» What you will do
Could you copy every line of the data that contains "PathBuf"?

» Supplied entries
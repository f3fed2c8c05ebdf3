pub mod config;
pub mod counter;
pub mod driver;
pub mod tracing_init;
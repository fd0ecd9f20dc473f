use crate::config::{DeviceConfig, ScanlogConfig};
use crate::error::{Result, ScanlogError};
use crate::events::{EventBus, ScanlogEvent};
use crate::record::AttendanceRecord;
use chrono::Utc;
use std::fs::File;
use std::io::{BufRead, BufReader};
use std::path::PathBuf;
use std::sync::Arc;
use std::time::{Duration, Instant};
use tokio::runtime::Handle;
use tokio::sync::mpsc;
use tokio_util::sync::CancellationToken;
use tracing::{debug, error, info, warn, Span};

/// Where card ids come from
#[derive(Debug, Clone, PartialEq, Eq)]
pub enum ReaderSource {
    Stdin,
    /// A FIFO, log file or keyboard-wedge device node read line by line
    Path(PathBuf),
}

impl ReaderSource {
    pub fn parse(raw: &str) -> Self {
        match raw.trim() {
            "" | "-" | "stdin" => ReaderSource::Stdin,
            path => ReaderSource::Path(PathBuf::from(path)),
        }
    }
}

impl std::fmt::Display for ReaderSource {
    fn fmt(&self, f: &mut std::fmt::Formatter<'_>) -> std::fmt::Result {
        match self {
            ReaderSource::Stdin => write!(f, "stdin"),
            ReaderSource::Path(path) => write!(f, "{}", path.display()),
        }
    }
}

/// Drops repeat reads of the same card inside a time window
#[derive(Debug)]
pub struct Debouncer {
    window: Duration,
    last: Option<(String, Instant)>,
}

impl Debouncer {
    pub fn new(window: Duration) -> Self {
        Self { window, last: None }
    }

    /// Whether a read of `card_id` at `now` counts as a new scan
    pub fn accept(&mut self, card_id: &str, now: Instant) -> bool {
        if let Some((last_card, at)) = &self.last {
            if last_card == card_id && now.saturating_duration_since(*at) < self.window {
                return false;
            }
        }
        self.last = Some((card_id.to_string(), now));
        true
    }
}

/// Counts from one reader run
#[derive(Debug, Clone, Copy, Default, PartialEq, Eq)]
pub struct ReaderSummary {
    pub accepted: usize,
    pub debounced: usize,
}

/// Line-oriented card reader.
///
/// Keyboard-wedge readers type the card id followed by Enter, so every
/// non-empty line is one scan. Reads happen on a dedicated OS thread because a
/// pending read cannot be interrupted; cancellation is noticed between lines.
pub struct CardReader {
    source: ReaderSource,
    debounce: Duration,
    exit_on_eof: bool,
    device: DeviceConfig,
    event_bus: Arc<EventBus>,
    cancellation_token: CancellationToken,
    span: Span,
}

impl CardReader {
    pub fn new(config: &ScanlogConfig, event_bus: Arc<EventBus>) -> Self {
        Self {
            source: ReaderSource::parse(&config.reader.source),
            debounce: Duration::from_secs(config.reader.debounce_seconds),
            exit_on_eof: config.reader.exit_on_eof,
            device: config.device.clone(),
            event_bus,
            cancellation_token: CancellationToken::new(),
            span: Span::none(),
        }
    }

    pub fn with_span(mut self, span: Span) -> Self {
        self.span = span;
        self
    }

    pub fn source(&self) -> &ReaderSource {
        &self.source
    }

    /// Open the configured source and start forwarding scans to `sender`
    pub fn start(&self, sender: mpsc::Sender<AttendanceRecord>) -> Result<()> {
        let _enter = self.span.enter();
        info!("Starting card reader on {}", self.source);

        match &self.source {
            ReaderSource::Stdin => {
                self.read_from(BufReader::new(std::io::stdin()), sender)?;
            }
            ReaderSource::Path(path) => {
                let file = File::open(path).map_err(|e| {
                    ScanlogError::component(
                        "reader".to_string(),
                        format!("Failed to open {}: {}", path.display(), e),
                    )
                })?;
                self.read_from(BufReader::new(file), sender)?;
            }
        }

        info!("Ready to scan cards");
        Ok(())
    }

    /// Forward scans read from `input` on a background thread
    pub fn read_from<R>(
        &self,
        input: R,
        sender: mpsc::Sender<AttendanceRecord>,
    ) -> Result<std::thread::JoinHandle<ReaderSummary>>
    where
        R: BufRead + Send + 'static,
    {
        let pump = ReaderPump {
            debouncer: Debouncer::new(self.debounce),
            exit_on_eof: self.exit_on_eof,
            device: self.device.clone(),
            event_bus: Arc::clone(&self.event_bus),
            token: self.cancellation_token.clone(),
            runtime: Handle::current(),
            span: self.span.clone(),
        };

        std::thread::Builder::new()
            .name("card-reader".to_string())
            .spawn(move || pump.run(input, sender))
            .map_err(ScanlogError::Io)
    }

    /// Stop forwarding after the line currently being read
    pub fn stop(&self) {
        let _enter = self.span.enter();
        info!("Stopping card reader");
        self.cancellation_token.cancel();
    }
}

struct ReaderPump {
    debouncer: Debouncer,
    exit_on_eof: bool,
    device: DeviceConfig,
    event_bus: Arc<EventBus>,
    token: CancellationToken,
    runtime: Handle,
    span: Span,
}

impl ReaderPump {
    fn run<R: BufRead>(mut self, input: R, sender: mpsc::Sender<AttendanceRecord>) -> ReaderSummary {
        let _enter = self.span.clone().entered();
        let mut summary = ReaderSummary::default();

        for line in input.lines() {
            if self.token.is_cancelled() {
                debug!("Card reader cancelled");
                return summary;
            }

            let line = match line {
                Ok(line) => line,
                Err(e) => {
                    error!("Error reading card input: {}", e);
                    break;
                }
            };

            let card_id = line.trim();
            if card_id.is_empty() {
                continue;
            }

            if !self.debouncer.accept(card_id, Instant::now()) {
                debug!("Ignoring duplicate read: {}", card_id);
                summary.debounced += 1;
                continue;
            }

            info!("Card detected: {}", card_id);
            let record = AttendanceRecord::new(card_id, Utc::now(), &self.device);
            if sender.blocking_send(record).is_err() {
                warn!("Ingest channel closed, card reader stopping");
                return summary;
            }
            summary.accepted += 1;
        }

        info!("Card input reached end of stream");
        if self.exit_on_eof && !self.token.is_cancelled() {
            let event = ScanlogEvent::ShutdownRequested {
                timestamp: Utc::now(),
                reason: "Card input closed".to_string(),
            };
            if let Err(e) = self.runtime.block_on(self.event_bus.publish(event)) {
                warn!("Failed to publish shutdown request: {}", e);
            }
        }
        summary
    }
}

» Written response
use std::path::PathBuf;
    Path(PathBuf),
            path => ReaderSource::Path(PathBuf::from(path)),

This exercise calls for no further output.